_RECORDS TO USE:_
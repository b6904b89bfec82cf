use abp_core::charclass::is_url_char;
use abp_core::domain::DomainMatcher;
use abp_core::types::{CompiledRule, Instruction, RuleFlags, INST_MAX};

use crate::parser::ParsedRule;

/// Error type for rule compilation.
#[derive(Debug, Clone, PartialEq, Eq, thiserror::Error)]
pub enum CompileError {
    /// Illegal byte in the pattern, illegal byte after `*`, or a `|`
    /// that is not a leading or trailing anchor. `offset` is 0-based
    /// into the normalized `pattern`.
    #[error("{rule}: invalid character at {offset} ({}) in pattern {pattern:?}", .byte.escape_ascii())]
    InvalidCharacter {
        rule: String,
        pattern: String,
        offset: usize,
        byte: u8,
    },
    #[error("{rule}: too many instructions (exceeded {limit})")]
    TooManyInstructions { rule: String, limit: usize },
}

impl CompileError {
    /// Rule text the error refers to.
    pub fn rule(&self) -> &str {
        match self {
            Self::InvalidCharacter { rule, .. } | Self::TooManyInstructions { rule, .. } => rule,
        }
    }
}

/// Compile a parsed rule into a ready-to-match rule.
pub fn build_rule(parsed: ParsedRule<'_>) -> Result<CompiledRule, CompileError> {
    let instructions = build_program(parsed.original, &parsed.pattern, parsed.flags)?;

    let include = parsed.include_domains.iter().map(|d| DomainMatcher::new(d)).collect();
    let exclude = parsed.exclude_domains.iter().map(|d| DomainMatcher::new(d)).collect();

    Ok(CompiledRule::new(
        parsed.original,
        parsed.pattern,
        instructions,
        parsed.flags,
        include,
        exclude,
    ))
}

/// Emit the instruction sequence for a normalized pattern.
///
/// `rule` is only used for error reporting. Literal bytes are
/// lower-cased unless `flags` has `MATCH_CASE`.
pub fn build_program(rule: &str, pattern: &str, flags: RuleFlags) -> Result<Vec<Instruction>, CompileError> {
    let bytes = pattern.as_bytes();
    let match_case = flags.contains(RuleFlags::MATCH_CASE);
    let fold = |c: u8| if match_case { c } else { c.to_ascii_lowercase() };
    let invalid = |offset: usize| CompileError::InvalidCharacter {
        rule: rule.to_string(),
        pattern: pattern.to_string(),
        offset,
        byte: bytes.get(offset).copied().unwrap_or(0),
    };

    let mut program = Vec::new();
    let mut pos = 0;

    if bytes.starts_with(b"@@") {
        pos = 2;
    }

    if bytes[pos..].starts_with(b"||") {
        program.push(Instruction::HEAD);
        program.push(Instruction::SKIP_SCHEME);
        pos += 2;
    } else if bytes[pos..].starts_with(b"|") {
        program.push(Instruction::HEAD);
        pos += 1;
    }

    while pos < bytes.len() {
        if program.len() >= INST_MAX - 1 {
            return Err(CompileError::TooManyInstructions {
                rule: rule.to_string(),
                limit: INST_MAX,
            });
        }

        let c = bytes[pos];
        match c {
            b'*' => {
                let next = bytes.get(pos + 1).copied().unwrap_or(0);
                if next == b'^' {
                    program.push(Instruction::skip_to_separator());
                } else if is_url_char(next) {
                    program.push(Instruction::skip_to(fold(next)));
                } else {
                    return Err(invalid(pos + 1));
                }
                pos += 2;
            }
            b'^' => {
                program.push(Instruction::SEPARATOR);
                pos += 1;
            }
            b'|' => {
                if pos + 1 != bytes.len() {
                    return Err(invalid(pos));
                }
                program.push(Instruction::TAIL);
                pos += 1;
            }
            _ if is_url_char(c) => {
                program.push(Instruction::char(fold(c)));
                pos += 1;
            }
            _ => return Err(invalid(pos)),
        }
    }

    program.push(Instruction::MATCH);
    Ok(program)
}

_TASK STATEMENT:_
Please return all of the entries shown above, exactly as they stand.

_FINISHED EXERCISE:_
repository b6904b89bfec82cf
use abp_core::charclass::is_url_char;
use abp_core::domain::DomainMatcher;
use abp_core::types::{CompiledRule, Instruction, RuleFlags, INST_MAX};

use crate::parser::ParsedRule;

/// Error type for rule compilation.
#[derive(Debug, Clone, PartialEq, Eq, thiserror::Error)]
pub enum CompileError {
    /// Illegal byte in the pattern, illegal byte after `*`, or a `|`
    /// that is not a leading or trailing anchor. `offset` is 0-based
    /// into the normalized `pattern`.
    #[error("{rule}: invalid character at {offset} ({}) in pattern {pattern:?}", .byte.escape_ascii())]
    InvalidCharacter {
        rule: String,
        pattern: String,
        offset: usize,
        byte: u8,
    },
    #[error("{rule}: too many instructions (exceeded {limit})")]
    TooManyInstructions { rule: String, limit: usize },
}

impl CompileError {
    /// Rule text the error refers to.
    pub fn rule(&self) -> &str {
        match self {
            Self::InvalidCharacter { rule, .. } | Self::TooManyInstructions { rule, .. } => rule,
        }
    }
}

/// Compile a parsed rule into a ready-to-match rule.
pub fn build_rule(parsed: ParsedRule<'_>) -> Result<CompiledRule, CompileError> {
    let instructions = build_program(parsed.original, &parsed.pattern, parsed.flags)?;

    let include = parsed.include_domains.iter().map(|d| DomainMatcher::new(d)).collect();
    let exclude = parsed.exclude_domains.iter().map(|d| DomainMatcher::new(d)).collect();

    Ok(CompiledRule::new(
        parsed.original,
        parsed.pattern,
        instructions,
        parsed.flags,
        include,
        exclude,
    ))
}

/// Emit the instruction sequence for a normalized pattern.
///
/// `rule` is only used for error reporting. Literal bytes are
/// lower-cased unless `flags` has `MATCH_CASE`.
pub fn build_program(rule: &str, pattern: &str, flags: RuleFlags) -> Result<Vec<Instruction>, CompileError> {
    let bytes = pattern.as_bytes();
    let match_case = flags.contains(RuleFlags::MATCH_CASE);
    let fold = |c: u8| if match_case { c } else { c.to_ascii_lowercase() };
    let invalid = |offset: usize| CompileError::InvalidCharacter {
        rule: rule.to_string(),
        pattern: pattern.to_string(),
        offset,
        byte: bytes.get(offset).copied().unwrap_or(0),
    };

    let mut program = Vec::new();
    let mut pos = 0;

    if bytes.starts_with(b"@@") {
        pos = 2;
    }

    if bytes[pos..].starts_with(b"||") {
        program.push(Instruction::HEAD);
        program.push(Instruction::SKIP_SCHEME);
        pos += 2;
    } else if bytes[pos..].starts_with(b"|") {
        program.push(Instruction::HEAD);
        pos += 1;
    }

    while pos < bytes.len() {
        if program.len() >= INST_MAX - 1 {
            return Err(CompileError::TooManyInstructions {
                rule: rule.to_string(),
                limit: INST_MAX,
            });
        }

        let c = bytes[pos];
        match c {
            b'*' => {
                let next = bytes.get(pos + 1).copied().unwrap_or(0);
                if next == b'^' {
                    program.push(Instruction::skip_to_separator());
                } else if is_url_char(next) {
                    program.push(Instruction::skip_to(fold(next)));
                } else {
                    return Err(invalid(pos + 1));
                }
                pos += 2;
            }
            b'^' => {
                program.push(Instruction::SEPARATOR);
                pos += 1;
            }
            b'|' => {
                if pos + 1 != bytes.len() {
                    return Err(invalid(pos));
                }
                program.push(Instruction::TAIL);
                pos += 1;
            }
            _ if is_url_char(c) => {
                program.push(Instruction::char(fold(c)));
                pos += 1;
            }
            _ => return Err(invalid(pos)),
        }
    }

    program.push(Instruction::MATCH);
    Ok(program)
}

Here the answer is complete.